Growing up on the back deck of his family’s commercial fishing boat in Southwest Alaska, Arron Kallenberg ate a lot of wild salmon and halibut and tended his family’s subsistence set net.
His passion for wild-caught seafood dates back three generations, to when his grandfather, Robert C. Kallenberg, moved from New Jersey to Alaska in 1926 and began fishing on a wooden sailboard. Since then, he said, his family has always fished Bristol Bay, home of the world’s largest run of wild sockeye salmon.
Later in life, his grandfather returned to the East Coast to earn a master’s degree in 1952 from Cornell University, an Ivy League school in Ithaca, NY. His thesis, according to Arron Kallenberg, was on “a study of the red salmon of Bristol Bay with particular reference to teacher its conservation.”
For Arron, berry picking, mushroom hunting, clam digging and a huge family vegetable garden added an abundance of healthy meal options, to the point where it wasn’t until he moved to the “Lower 48” to go to college that he said he became aware of just how hard it was to find “real” food to eat, including sustainably-harvested wild seafood.
An example: when he moved to New York City in 2010, the then-28-year-old Kallenberg took his father and sister out to a fancy Manhattan seafood restaurant whose menu advertised fresh wild Alaskan salmon.
“We were shocked at what they served us,” he recalled. That meal with his dad and sister at the upscale Big Apple restaurant was an eye-opener for the young man, who experienced rampant seafood fraud in many of the nation’s largest cities.
In fact, Kallenberg said, a study by the ocean advocacy group Oceana, which conducted DNA testing on salmon samples from stores and restaurants across the United States showed that 43% of the samples were farmed Atlantic salmon marketed as wild salmon or a totally different species.
While the U.S. Department of Agriculture recommends that Americans eat at least two servings of fish a week and that seafood should account for roughly one-fifth of all protein consumed, most Americans don’t eat nearly enough fish.
Kallenberg says he’s out to change that by providing affordable wild Alaskan seafood, delivered to families nationwide. The more he learned about the global food system and technology, the more the young software engineer said he saw how he could use the Internet to sustainable-sourced wild-caught seafood.
His concern over a Canadian-based mining corporation’s pursuit of a largest open-pit mine abutting the Bristol Bay watershed prompted him to establish the Wild Alaskan Company in 2017. Today, his company serves as a personal fishmonger to some 250,000 subscribers to their seafood shares service.
Subscribers choose on the company website, wildalaskan.com, from options ranging from coho and sockeye salmon to Pacific cod, halibut, rockfish, Alaska Pollock, spot prawns, weathervane scallops, sablefish, and more, and how often they want delivery. Orders are shipped in recyclable, compostable boxes.
Overall the company employs about 72 people, including several Alaskans.

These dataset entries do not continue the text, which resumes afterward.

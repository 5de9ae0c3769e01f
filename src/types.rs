use serde_json::{Map, Value};

/// One target table from the field mapping with its columns in mapping order
#[derive(Debug, Clone, PartialEq, Eq)]
pub struct TableColumns {
    pub name: String,
    pub columns: Vec<String>,
}

/// Ordered mapping from target table name to its ordered column list
///
/// Table order is the order in which each table first appeared in the field
/// mapping; column order within a table is mapping order.
#[derive(Debug, Clone, Default, PartialEq, Eq)]
pub struct TableMap {
    tables: Vec<TableColumns>,
}

impl TableMap {
    pub fn new() -> Self {
        Self::default()
    }

    /// Build a table map from (column, table) pairs, as the loader does
    pub fn from_pairs<'a>(pairs: impl IntoIterator<Item = (&'a str, &'a str)>) -> Self {
        let mut map = TableMap::new();
        for (column, table) in pairs {
            map.push(table, column);
        }
        map
    }

    /// Append `column` to `table`, creating the table entry on first sight.
    ///
    /// Returns false when the column was already mapped to that table.
    pub fn push(&mut self, table: &str, column: &str) -> bool {
        let entry = match self.tables.iter().position(|t| t.name == table) {
            Some(idx) => &mut self.tables[idx],
            None => {
                self.tables.push(TableColumns {
                    name: table.to_string(),
                    columns: Vec::new(),
                });
                let last = self.tables.len() - 1;
                &mut self.tables[last]
            }
        };

        if entry.columns.iter().any(|c| c == column) {
            return false;
        }
        entry.columns.push(column.to_string());
        true
    }

    pub fn columns(&self, table: &str) -> Option<&[String]> {
        self.tables
            .iter()
            .find(|t| t.name == table)
            .map(|t| t.columns.as_slice())
    }

    pub fn contains(&self, table: &str) -> bool {
        self.tables.iter().any(|t| t.name == table)
    }

    pub fn iter(&self) -> impl Iterator<Item = &TableColumns> {
        self.tables.iter()
    }

    pub fn table_names(&self) -> Vec<&str> {
        self.tables.iter().map(|t| t.name.as_str()).collect()
    }

    pub fn len(&self) -> usize {
        self.tables.len()
    }

    pub fn is_empty(&self) -> bool {
        self.tables.is_empty()
    }
}

/// A row bound for one table - column name to scalar JSON value
#[derive(Debug, Clone, PartialEq)]
pub struct Row {
    /// Target table name
    pub table: String,

    /// Column values in mapping order
    pub values: Map<String, Value>,
}

impl Row {
    pub fn new(table: impl Into<String>, values: Map<String, Value>) -> Self {
        Row {
            table: table.into(),
            values,
        }
    }

    pub fn is_empty(&self) -> bool {
        self.values.is_empty()
    }

    /// Attach the generated root key under the reference column
    pub fn bind_root(&mut self, reference_column: &str, root_id: i64) {
        self.values
            .insert(reference_column.to_string(), Value::from(root_id));
    }
}

/// All rows produced from one source record, root row first
#[derive(Debug, Clone, PartialEq)]
pub struct ShreddedRecord {
    pub root: Row,
    pub children: Vec<Row>,
}

impl ShreddedRecord {
    /// Iterate root row then children, in insertion order
    pub fn rows(&self) -> impl Iterator<Item = &Row> {
        std::iter::once(&self.root).chain(self.children.iter())
    }

    pub fn children_for<'a>(&'a self, table: &'a str) -> impl Iterator<Item = &'a Row> {
        self.children.iter().filter(move |r| r.table == table)
    }
}

/// Configuration for a load run
#[derive(Debug, Clone)]
pub struct LoadConfig {
    /// The parent table every other table references
    pub root_table: String,

    /// Name of the synthetic auto-increment key on every table
    pub primary_key: String,

    /// Number of leading input lines considered for type inference
    pub sample_lines: usize,

    /// Narrowest bounded string column ever declared
    pub varchar_min: usize,

    /// Widest bounded string column; longer samples fall back to TEXT
    pub varchar_max: usize,
}

impl LoadConfig {
    /// Column on child tables holding the root row's generated key
    pub fn reference_column(&self) -> String {
        format!("{}_{}", self.root_table, self.primary_key)
    }

    pub fn with_root_table(mut self, root_table: impl Into<String>) -> Self {
        self.root_table = root_table.into();
        self
    }

    /// Whether `column` collides with a synthetic column
    pub fn is_reserved(&self, column: &str) -> bool {
        column == self.primary_key || column == self.reference_column()
    }
}

impl Default for LoadConfig {
    fn default() -> Self {
        LoadConfig {
            root_table: String::from("property"),
            primary_key: String::from("id"),
            sample_lines: 201,
            varchar_min: 32,
            varchar_max: 255,
        }
    }
}

#[cfg(test)]
mod tests {
    use super::*;
    use serde_json::json;

    #[test]
    fn test_table_map_preserves_order_and_dedupes() {
        let map = TableMap::from_pairs([
            ("beds", "details"),
            ("city", "property"),
            ("baths", "details"),
            ("beds", "details"),
        ]);

        assert_eq!(map.table_names(), vec!["details", "property"]);
        assert_eq!(map.columns("details").unwrap(), ["beds", "baths"]);
        assert!(map.columns("amenities").is_none());
    }

    #[test]
    fn test_reference_column_follows_root_table() {
        let config = LoadConfig::default();
        assert_eq!(config.reference_column(), "property_id");
        assert!(config.is_reserved("id"));
        assert!(config.is_reserved("property_id"));
        assert!(!config.is_reserved("listing_id"));

        let config = LoadConfig::default().with_root_table("listing");
        assert_eq!(config.reference_column(), "listing_id");
    }

    #[test]
    fn test_bind_root_sets_reference_value() {
        let mut row = Row::new("amenities", Map::new());
        row.bind_root("property_id", 42);
        assert_eq!(row.values.get("property_id"), Some(&json!(42)));
    }
}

In May of 2021 the Wild Alaskan Company also filed as a public benefit corporation, an exclusive legal designation for fewer than five thousand businesses nationwide who are committed to the highest social and environmental standards.
In the spring of 2022, the company donated over 95,000 pounds of individually portioned wild caught sockeye and coho salmon valued at over $1.4 million to the Food Bank of Alaska.
“It just felt like the right thing to do,” Kallenberg said.
Originally, the company was contemplating a much smaller donation, but after hearing one of the company’s board members talk about his personal goal of donating $1 million during his lifetime to a worthy cause, Kallenberg opted for the larger donation, which floored Mike Reusser, chief operating officer for the Food Bank of Alaska.
“Usually we get donations of canned salmon,” said Reusser, who described the donation as “a tremendous value, a real big deal for us.”
Now bracing for the summer of 2022, Kallenberg, who lives in Homer, Alaska, with his wife, Monica, and their young son, sources the fish from over a dozen Alaska sources.
“We prefer to secure once-frozen filets and process those fillets without defrosting into portions,” he explained.
The economic challenges of the current marketplace notwithstanding, the mission of Wild Alaskan Company remains the same.
“We are trying to get Americans to eat their own fish,” Kallenberg said.